Work order -> Go over the entries and report the lines where the word "Chrome" occurs.

Supplied data ->
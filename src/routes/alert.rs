use askama::Template;
use axum::http::HeaderValue;
use axum::response::{IntoResponse, Response};
use serde_json::json;

use crate::routes::home::Html;

/// Client event that pops a modal `alert()` with the message.
pub const ALERT_EVENT: &str = "cropcare:alert";

/// Inline notice swapped into a form's status slot.
pub struct Alert {
    pub kind: &'static str,
    pub message: String,
}

impl Alert {
    pub fn success(message: impl Into<String>) -> Self {
        Self {
            kind: "success",
            message: message.into(),
        }
    }

    pub fn error(message: impl Into<String>) -> Self {
        Self {
            kind: "error",
            message: message.into(),
        }
    }

    pub fn info(message: impl Into<String>) -> Self {
        Self {
            kind: "info",
            message: message.into(),
        }
    }

    /// The backend's reason when it gave one, the localized fallback
    /// otherwise.
    pub fn refusal(detail: Option<String>, fallback: &str) -> Self {
        Self::error(detail.unwrap_or_else(|| fallback.to_string()))
    }
}

#[derive(Template)]
#[template(path = "components/alert.html")]
pub struct AlertTemplate {
    pub alert: Option<Alert>,
}

impl AlertTemplate {
    pub fn new(alert: Alert) -> Self {
        Self { alert: Some(alert) }
    }

    pub fn empty() -> Self {
        Self { alert: None }
    }
}

/// Renders the alert inline and, for errors, also asks the page to show it
/// as a modal dialog through `HX-Trigger`.
pub fn blocking(alert: Alert) -> Response {
    let trigger = (alert.kind == "error")
        .then(|| trigger_header(&alert.message))
        .flatten();
    let mut response = Html(AlertTemplate::new(alert)).into_response();
    if let Some(value) = trigger {
        response.headers_mut().insert("hx-trigger", value);
    }
    response
}

/// Header values reach the browser as Latin-1, so everything outside ASCII
/// goes out as JSON `\u` escapes.
fn trigger_header(message: &str) -> Option<HeaderValue> {
    let body = json!({ (ALERT_EVENT): { "message": message } }).to_string();
    let mut ascii = String::with_capacity(body.len());
    for c in body.chars() {
        if c.is_ascii() {
            ascii.push(c);
        } else {
            let mut units = [0u16; 2];
            for unit in c.encode_utf16(&mut units) {
                ascii.push_str(&format!("\\u{unit:04x}"));
            }
        }
    }
    HeaderValue::from_str(&ascii).ok()
}
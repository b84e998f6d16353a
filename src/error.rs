use axum::extract::multipart::MultipartError;
use axum::http::StatusCode;
use axum::response::{IntoResponse, Response};

#[derive(Debug, thiserror::Error)]
pub enum AppError {
    #[error("Not found")]
    NotFound,

    #[error("Bad request: {0}")]
    BadRequest(String),

    #[error("Upload error: {0}")]
    Multipart(#[from] MultipartError),

    #[error("Internal error: {0}")]
    Internal(String),
}

impl IntoResponse for AppError {
    fn into_response(self) -> Response {
        let (status, message) = match &self {
            AppError::NotFound => (StatusCode::NOT_FOUND, "Not found".to_string()),
            AppError::BadRequest(msg) => (StatusCode::BAD_REQUEST, msg.clone()),
            AppError::Multipart(e) => {
                tracing::warn!("Multipart error: {}", e);
                (e.status(), e.body_text())
            }
            AppError::Internal(msg) => {
                tracing::error!("Internal error: {}", msg);
                (
                    StatusCode::INTERNAL_SERVER_ERROR,
                    "Internal server error".to_string(),
                )
            }
        };

        (status, message).into_response()
    }
}

pub type AppResult<T> = Result<T, AppError>;

#[cfg(test)]
mod tests {
    use super::*;
    use axum::http::StatusCode;

    fn response_status(err: AppError) -> StatusCode {
        let response = err.into_response();
        response.status()
    }

    #[test]
    fn not_found_returns_404() {
        assert_eq!(response_status(AppError::NotFound), StatusCode::NOT_FOUND);
    }

    #[test]
    fn bad_request_returns_400() {
        assert_eq!(
            response_status(AppError::BadRequest("oops".into())),
            StatusCode::BAD_REQUEST
        );
    }

    #[test]
    fn internal_returns_500() {
        assert_eq!(
            response_status(AppError::Internal("boom".into())),
            StatusCode::INTERNAL_SERVER_ERROR
        );
    }
}
use askama::Template;
use axum::routing::get;
use axum::Router;

use crate::extractors::PageLanguage;
use crate::i18n::Translations;
use crate::routes::home::{Chrome, Html};
use crate::screens::about::{self, Achievement, TeamMember, ADDRESS_LINES, BUSINESS_EMAIL, BUSINESS_PHONE, TEAM};
use crate::state::AppState;

#[derive(Template)]
#[template(path = "pages/about.html")]
pub struct AboutTemplate {
    pub chrome: Chrome,
    pub t: &'static Translations,
    pub team: &'static [TeamMember],
    pub achievements: [Achievement; 3],
    pub email: &'static str,
    pub phone: &'static str,
    pub address: [&'static str; 3],
}

pub fn router() -> Router<AppState> {
    Router::new().route("/about", get(about_page))
}

async fn about_page(page: PageLanguage) -> Html<AboutTemplate> {
    let language = page.language();
    let t = language.translations();
    Html(AboutTemplate {
        chrome: Chrome::new(language, "/about"),
        t,
        team: TEAM,
        achievements: about::achievements(t),
        email: BUSINESS_EMAIL,
        phone: BUSINESS_PHONE,
        address: ADDRESS_LINES,
    })
}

Output for this task ->
use crate::routes::home::{Chrome, Html};
    pub chrome: Chrome,
        chrome: Chrome::new(language, "/about"),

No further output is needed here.